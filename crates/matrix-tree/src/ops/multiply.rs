//! Matrix–vector product over the collapsed form

use crate::context::TreeContext;
use crate::error::{MatrixTreeError, Result};
use crate::node::Node;

impl Node {
    /// Compute `collapse(self) · x`.
    ///
    /// `x` must have `cols` elements; the result has `rows` elements.
    pub fn multiply_collapsed(&self, x: &[f64]) -> Result<Vec<f64>> {
        self.multiply_collapsed_with(x, &TreeContext::default())
    }

    /// Multiply with an explicit traversal context.
    pub fn multiply_collapsed_with(&self, x: &[f64], ctx: &TreeContext) -> Result<Vec<f64>> {
        self.check_input(x)?;
        self.collapse_with(ctx)?.mul_vec(x)
    }

    /// Multiply into a caller-provided output of length `rows`.
    ///
    /// `y` is left untouched on every error, including collapse failures.
    pub fn multiply_collapsed_into(&self, x: &[f64], y: &mut [f64]) -> Result<()> {
        self.multiply_collapsed_into_with(x, y, &TreeContext::default())
    }

    /// [`Node::multiply_collapsed_into`] with an explicit traversal context.
    pub fn multiply_collapsed_into_with(
        &self,
        x: &[f64],
        y: &mut [f64],
        ctx: &TreeContext,
    ) -> Result<()> {
        self.check_input(x)?;
        if y.len() != self.rows() {
            return Err(MatrixTreeError::DimensionMismatch {
                expected: self.rows(),
                found: y.len(),
            });
        }
        self.collapse_with(ctx)?.mul_vec_into(x, y)
    }

    fn check_input(&self, x: &[f64]) -> Result<()> {
        if x.len() != self.cols() {
            return Err(MatrixTreeError::DimensionMismatch {
                expected: self.cols(),
                found: x.len(),
            });
        }
        Ok(())
    }
}
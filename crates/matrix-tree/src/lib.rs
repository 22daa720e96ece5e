//! # Matrix Tree
//!
//! A hierarchical container for related matrices.
//!
//! Every node is either a leaf holding a dense row-major `f64` matrix, or an
//! internal node whose value is the elementwise sum of its children. A tree
//! can be collapsed into one matrix, multiplied against a vector through its
//! collapsed form, or scaled in place.
//!
//! ## Architecture
//!
//! - **Nodes** ([`node`]): an owning recursive tree; each internal node owns
//!   its children outright, so a subtree is released with its parent
//! - **Operations** ([`ops`]): collapse, matrix–vector multiply, scale
//! - **Descriptions** ([`description`]): serde/JSON form of a tree
//!
//! ## Example
//!
//! ```
//! use matrix_tree::Node;
//!
//! let l1 = Node::leaf_with_data(2, 2, &[1.0, 0.0, 0.0, 1.0]).unwrap();
//! let l2 = Node::leaf_with_data(2, 2, &[0.5, 0.0, 0.0, 0.5]).unwrap();
//! let l3 = Node::leaf_with_data(2, 2, &[0.25, 0.0, 0.0, 0.25]).unwrap();
//!
//! let inner = Node::internal_with_children(2, 2, vec![l1, l2]).unwrap();
//! let mut root = Node::internal_with_children(2, 2, vec![inner, l3]).unwrap();
//!
//! assert_eq!(root.collapse().unwrap().as_slice(), &[1.75, 0.0, 0.0, 1.75]);
//!
//! root.scale(2.0);
//! assert_eq!(root.multiply_collapsed(&[1.0, 1.0]).unwrap(), vec![3.5, 3.5]);
//! ```

#![warn(missing_docs)]
#![warn(clippy::all)]

pub mod context;
pub mod description;
pub mod error;
pub mod matrix;
pub mod node;
pub mod ops;

// Re-export main types
pub use context::{TreeContext, DEFAULT_MAX_DEPTH};
pub use description::{TreeDescription, MAX_DESCRIPTION_DEPTH};
pub use error::{MatrixTreeError, RejectedChildren, Result};
pub use matrix::Matrix;
pub use node::{Node, NodeKind, Shape, TreeDisplay};

/// Crate version
pub const VERSION: &str = env!("CARGO_PKG_VERSION");
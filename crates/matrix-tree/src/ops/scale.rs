//! In-place scaling of every leaf in a subtree

use tracing::trace;

use crate::node::{Node, NodeBody};

impl Node {
    /// Multiply every element of every reachable leaf by `scalar`.
    ///
    /// Structure is unchanged. Returns the number of leaves scaled.
    pub fn scale(&mut self, scalar: f64) -> usize {
        let mut leaves = 0;
        let mut stack: Vec<&mut Node> = vec![self];

        while let Some(Node { body, .. }) = stack.pop() {
            match body {
                NodeBody::Leaf(data) => {
                    data.iter_mut().for_each(|value| *value *= scalar);
                    leaves += 1;
                }
                NodeBody::Internal { children, .. } => stack.extend(children.iter_mut()),
            }
        }

        trace!(scalar, leaves, "scaled subtree");
        leaves
    }
}

#[cfg(test)]
mod tests {
    use super::*;

    #[test]
    fn test_scale_leaf() {
        let mut leaf = Node::leaf_with_data(1, 3, &[1.0, -2.0, 0.5]).unwrap();
        assert_eq!(leaf.scale(2.0), 1);
        assert_eq!(leaf.leaf_data(), Some(&[2.0, -4.0, 1.0][..]));
    }

    #[test]
    fn test_scale_reaches_nested_leaves() {
        let a = Node::leaf_with_data(1, 1, &[1.0]).unwrap();
        let b = Node::leaf_with_data(1, 1, &[2.0]).unwrap();
        let inner = Node::internal_with_children(1, 1, vec![a]).unwrap();
        let mut root = Node::internal_with_children(1, 1, vec![inner, b]).unwrap();

        assert_eq!(root.scale(-3.0), 2);
        assert_eq!(root.collapse().unwrap().as_slice(), &[-9.0]);
        assert_eq!(root.node_count(), 4);
    }

    #[test]
    fn test_scale_empty_internal() {
        let mut root = Node::internal(2, 2).unwrap();
        assert_eq!(root.scale(10.0), 0);
    }
}
//! Tree operations
//!
//! Each operation is an `impl Node` block in its own module:
//!
//! - [`collapse`]: recursive summation into one dense matrix
//! - [`multiply`]: matrix–vector product over the collapsed form
//! - [`scale`]: in-place scaling of every reachable leaf

pub mod collapse;
pub mod multiply;
pub mod scale;
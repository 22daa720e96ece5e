//! Tracing subscriber setup

use std::io::IsTerminal;
use std::sync::OnceLock;

use tracing_subscriber::{layer::SubscriberExt, util::SubscriberInitExt, EnvFilter, Registry};

static INITIALISED: OnceLock<()> = OnceLock::new();

/// Install the global subscriber, writing to stderr.
///
/// `RUST_LOG` wins when set; otherwise `default_level` is used.
pub fn init_tracing(default_level: &str) -> Result<(), InitError> {
    INITIALISED
        .set(())
        .map_err(|_| InitError::AlreadyInitialised)?;

    let filter =
        EnvFilter::try_from_default_env().unwrap_or_else(|_| EnvFilter::new(default_level));
    let fmt_layer = tracing_subscriber::fmt::layer()
        .with_target(true)
        .with_ansi(std::io::stderr().is_terminal())
        .with_writer(std::io::stderr);

    Registry::default()
        .with(filter)
        .with(fmt_layer)
        .try_init()
        .map_err(|err| InitError::Subscriber(err.to_string()))
}

/// Map `-v` occurrences to a default filter level.
pub fn level_for(verbosity: u8) -> &'static str {
    match verbosity {
        0 => "warn",
        1 => "info",
        2 => "debug",
        _ => "trace",
    }
}

/// Errors emitted when configuring the tracing subscriber.
#[derive(Debug, thiserror::Error)]
pub enum InitError {
    /// `init_tracing` was called more than once in this process
    #[error("tracing has already been initialised")]
    AlreadyInitialised,

    /// Another global subscriber was installed first
    #[error("failed to install tracing subscriber: {0}")]
    Subscriber(String),
}

#[cfg(test)]
mod tests {
    use super::*;

    #[test]
    fn test_level_for() {
        assert_eq!(level_for(0), "warn");
        assert_eq!(level_for(2), "debug");
        assert_eq!(level_for(9), "trace");
    }

    #[test]
    fn test_init_error_messages() {
        assert_eq!(
            InitError::AlreadyInitialised.to_string(),
            "tracing has already been initialised"
        );
        assert!(InitError::Subscriber("taken".into())
            .to_string()
            .ends_with(": taken"));
    }
}
//! Construction, population and introspection of nodes

use matrix_tree::*;
use pretty_assertions::assert_eq;

fn leaf(rows: usize, cols: usize, data: &[f64]) -> Node {
    Node::leaf_with_data(rows, cols, data).expect("leaf construction")
}

// ═══════════════════════════════════════════════════════════════════════
// Construction
// ═══════════════════════════════════════════════════════════════════════

#[test]
fn test_create_leaf_reports_shape_and_kind() {
    let node = Node::new(3, 4, NodeKind::Leaf).unwrap();
    assert_eq!(node.kind(), NodeKind::Leaf);
    assert!(node.is_leaf());
    assert!(!node.is_internal());
    assert_eq!((node.rows(), node.cols()), (3, 4));
    assert_eq!(node.shape(), Shape { rows: 3, cols: 4 });
    assert_eq!(node.num_children(), 0);
    assert_eq!(node.leaf_data().map(<[f64]>::len), Some(12));
}

#[test]
fn test_create_internal_starts_empty() {
    let node = Node::new(2, 5, NodeKind::Internal).unwrap();
    assert_eq!(node.kind(), NodeKind::Internal);
    assert_eq!(node.num_children(), 0);
    assert!(!node.is_populated());
    assert_eq!(node.leaf_data(), None);
}

#[test]
fn test_create_rejects_zero_dimensions() {
    for (rows, cols) in [(0, 0), (0, 1), (1, 0)] {
        for kind in [NodeKind::Leaf, NodeKind::Internal] {
            assert_eq!(
                Node::new(rows, cols, kind).unwrap_err(),
                MatrixTreeError::InvalidDimensions { rows, cols }
            );
        }
    }
}

#[test]
fn test_leaf_with_data_rejects_wrong_length() {
    assert_eq!(
        Node::leaf_with_data(2, 2, &[1.0, 2.0, 3.0]).unwrap_err(),
        MatrixTreeError::SizeMismatch {
            expected: 4,
            found: 3
        }
    );
}

// ═══════════════════════════════════════════════════════════════════════
// set_leaf
// ═══════════════════════════════════════════════════════════════════════

#[test]
fn test_set_leaf_copies_data() {
    let mut node = Node::leaf(2, 2).unwrap();
    let mut source = vec![1.0, 2.0, 3.0, 4.0];
    node.set_leaf(&source).unwrap();

    // The node holds its own copy
    source[0] = 100.0;
    assert_eq!(node.leaf_data(), Some(&[1.0, 2.0, 3.0, 4.0][..]));
}

#[test]
fn test_set_leaf_can_overwrite() {
    let mut node = leaf(1, 2, &[1.0, 2.0]);
    node.set_leaf(&[3.0, 4.0]).unwrap();
    assert_eq!(node.leaf_data(), Some(&[3.0, 4.0][..]));
}

#[test]
fn test_set_leaf_size_mismatch_keeps_previous_contents() {
    let mut node = leaf(2, 2, &[1.0, 2.0, 3.0, 4.0]);

    for bad in [&[][..], &[9.0][..], &[9.0; 5][..]] {
        assert_eq!(
            node.set_leaf(bad).unwrap_err(),
            MatrixTreeError::SizeMismatch {
                expected: 4,
                found: bad.len()
            }
        );
        assert_eq!(node.leaf_data(), Some(&[1.0, 2.0, 3.0, 4.0][..]));
    }
}

#[test]
fn test_set_leaf_on_internal_is_type_mismatch() {
    let mut node = Node::internal(2, 2).unwrap();
    assert_eq!(
        node.set_leaf(&[0.0; 4]).unwrap_err(),
        MatrixTreeError::TypeMismatch {
            expected: NodeKind::Leaf,
            found: NodeKind::Internal
        }
    );
}

// ═══════════════════════════════════════════════════════════════════════
// set_internal
// ═══════════════════════════════════════════════════════════════════════

#[test]
fn test_set_internal_takes_children_in_order() {
    let mut root = Node::internal(1, 1).unwrap();
    root.set_internal(vec![leaf(1, 1, &[1.0]), leaf(1, 1, &[2.0]), leaf(1, 1, &[3.0])])
        .unwrap();

    assert!(root.is_populated());
    assert_eq!(root.num_children(), 3);
    let values: Vec<f64> = root
        .children()
        .iter()
        .map(|c| c.leaf_data().unwrap()[0])
        .collect();
    assert_eq!(values, vec![1.0, 2.0, 3.0]);
}

#[test]
fn test_set_internal_accepts_empty_list() {
    let mut root = Node::internal(2, 2).unwrap();
    root.set_internal(Vec::new()).unwrap();
    assert!(root.is_populated());
    assert_eq!(root.num_children(), 0);
}

#[test]
fn test_set_internal_on_leaf_returns_children() {
    let mut node = Node::leaf(1, 1).unwrap();
    let rejected = node
        .set_internal(vec![leaf(1, 1, &[5.0])])
        .unwrap_err();

    assert_eq!(
        rejected.error,
        MatrixTreeError::TypeMismatch {
            expected: NodeKind::Internal,
            found: NodeKind::Leaf
        }
    );
    let children = rejected.into_children();
    assert_eq!(children.len(), 1);
    assert_eq!(children[0].leaf_data(), Some(&[5.0][..]));
    assert_eq!(node.leaf_data(), Some(&[0.0][..]));
}

#[test]
fn test_set_internal_is_one_shot() {
    let mut root = Node::internal(1, 1).unwrap();
    root.set_internal(vec![leaf(1, 1, &[1.0])]).unwrap();

    let rejected = root
        .set_internal(vec![leaf(1, 1, &[2.0]), leaf(1, 1, &[3.0])])
        .unwrap_err();
    assert_eq!(rejected.error, MatrixTreeError::ChildrenAlreadySet);
    assert_eq!(rejected.children.len(), 2);

    // Original children untouched
    assert_eq!(root.num_children(), 1);
    assert_eq!(root.collapse().unwrap().as_slice(), &[1.0]);
}

#[test]
fn test_set_internal_error_converts_with_question_mark() {
    fn build() -> Result<Node> {
        let mut root = Node::leaf(1, 1)?;
        root.set_internal(vec![])?;
        Ok(root)
    }
    assert!(matches!(
        build(),
        Err(MatrixTreeError::TypeMismatch { .. })
    ));
}

#[test]
fn test_set_internal_does_not_check_child_shapes() {
    let odd = leaf(3, 1, &[1.0, 2.0, 3.0]);
    let root = Node::internal_with_children(2, 2, vec![odd]).unwrap();
    assert_eq!(root.num_children(), 1);
}

// ═══════════════════════════════════════════════════════════════════════
// Introspection and teardown
// ═══════════════════════════════════════════════════════════════════════

#[test]
fn test_counts_and_depth() {
    let inner = Node::internal_with_children(
        2,
        2,
        vec![leaf(2, 2, &[0.0; 4]), leaf(2, 2, &[0.0; 4])],
    )
    .unwrap();
    let root = Node::internal_with_children(2, 2, vec![inner, leaf(2, 2, &[0.0; 4])]).unwrap();

    assert_eq!(root.node_count(), 5);
    assert_eq!(root.leaf_count(), 3);
    assert_eq!(root.depth(), 2);
    assert_eq!(root.children()[0].depth(), 1);
}

#[test]
fn test_destroy_reports_released_nodes() {
    let root = Node::internal_with_children(1, 1, vec![leaf(1, 1, &[1.0]), leaf(1, 1, &[2.0])])
        .unwrap();
    assert_eq!(root.destroy(), 3);

    assert_eq!(Node::leaf(4, 4).unwrap().destroy(), 1);
}

#[test]
fn test_drop_absent_node_is_noop() {
    let absent: Option<Node> = None;
    drop(absent);
}

#[test]
fn test_clone_is_deep() {
    let original = Node::internal_with_children(1, 1, vec![leaf(1, 1, &[1.0])]).unwrap();
    let mut copy = original.clone();
    copy.scale(10.0);

    assert_eq!(original.collapse().unwrap().as_slice(), &[1.0]);
    assert_eq!(copy.collapse().unwrap().as_slice(), &[10.0]);
}

#[test]
fn test_kind_and_shape_display() {
    assert_eq!(NodeKind::Leaf.to_string(), "leaf");
    assert_eq!(NodeKind::Internal.to_string(), "internal");
    assert_eq!(Shape::new(3, 7).unwrap().to_string(), "3x7");
    assert_eq!(Shape::new(3, 7).unwrap().len(), 21);
}
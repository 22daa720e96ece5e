//! Walkthrough of every tree operation

use std::io::Write;

use anyhow::Result;
use matrix_tree::{Node, TreeContext};

fn diag(v: f64) -> matrix_tree::Result<Node> {
    Node::leaf_with_data(2, 2, &[v, 0.0, 0.0, v])
}

fn format_vector(values: &[f64]) -> String {
    let parts: Vec<String> = values.iter().map(|v| format!("{v:.1}")).collect();
    format!("[{}]", parts.join(" "))
}

/// Run the demo scenarios, printing trees, results and expected values.
pub fn run(ctx: &TreeContext, out: &mut dyn Write) -> Result<()> {
    basic_leaf(out)?;
    internal_sum(ctx, out)?;
    matrix_vector(ctx, out)?;
    nested_tree(ctx, out)?;
    scaling(ctx, out)?;
    writeln!(out, "\nAll scenarios completed.")?;
    Ok(())
}

fn basic_leaf(out: &mut dyn Write) -> Result<()> {
    writeln!(out, "=== Basic Leaf ===")?;
    let leaf = Node::leaf_with_data(2, 2, &[1.0, 2.0, 3.0, 4.0])?;
    write!(out, "{}", leaf.display())?;
    writeln!(out, "released {} node(s)", leaf.destroy())?;
    Ok(())
}

fn internal_sum(ctx: &TreeContext, out: &mut dyn Write) -> Result<()> {
    writeln!(out, "\n=== Internal Node ===")?;
    let internal = Node::internal_with_children(2, 2, vec![diag(1.0)?, diag(2.0)?, diag(0.5)?])?;
    write!(out, "{}", internal.display())?;

    writeln!(out, "Collapsed (sum of children):")?;
    writeln!(out, "{}", internal.collapse_with(ctx)?)?;
    writeln!(out, "Expected: [3.5, 0.0; 0.0, 3.5]")?;
    Ok(())
}

fn matrix_vector(ctx: &TreeContext, out: &mut dyn Write) -> Result<()> {
    writeln!(out, "\n=== Matrix-Vector Multiplication ===")?;
    let matrix = Node::leaf_with_data(3, 3, &[1.0, 2.0, 3.0, 4.0, 5.0, 6.0, 7.0, 8.0, 9.0])?;
    write!(out, "{}", matrix.display())?;

    let x = [1.0, 2.0, 3.0];
    let y = matrix.multiply_collapsed_with(&x, ctx)?;
    writeln!(out, "x = {}", format_vector(&x))?;
    writeln!(out, "y = A*x = {}", format_vector(&y))?;
    writeln!(out, "Expected: [14.0 32.0 50.0]")?;
    Ok(())
}

fn nested_tree(ctx: &TreeContext, out: &mut dyn Write) -> Result<()> {
    writeln!(out, "\n=== Nested Tree ===")?;
    let inner = Node::internal_with_children(2, 2, vec![diag(1.0)?, diag(0.5)?])?;
    let root = Node::internal_with_children(2, 2, vec![inner, diag(0.25)?])?;
    write!(out, "{}", root.display())?;

    writeln!(out, "Collapsed:")?;
    writeln!(out, "{}", root.collapse_with(ctx)?)?;
    writeln!(out, "Expected: [1.75, 0.0; 0.0, 1.75]")?;
    Ok(())
}

fn scaling(ctx: &TreeContext, out: &mut dyn Write) -> Result<()> {
    writeln!(out, "\n=== Scaling ===")?;
    let mut root = Node::internal_with_children(2, 2, vec![diag(1.0)?, diag(2.0)?])?;
    let leaves = root.scale(2.0);
    writeln!(out, "Scaled {leaves} leaves by 2.0; collapsed:")?;
    writeln!(out, "{}", root.collapse_with(ctx)?)?;
    writeln!(out, "Expected: [6.0, 0.0; 0.0, 6.0]")?;
    Ok(())
}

-=-=-

### WHAT THE TASK REQUIRES:
Return every line of the data above in which "verbosity" appears.

### OUTPUT FOR THIS EXERCISE:
pub fn level_for(verbosity: u8) -> &'static str {
    match verbosity {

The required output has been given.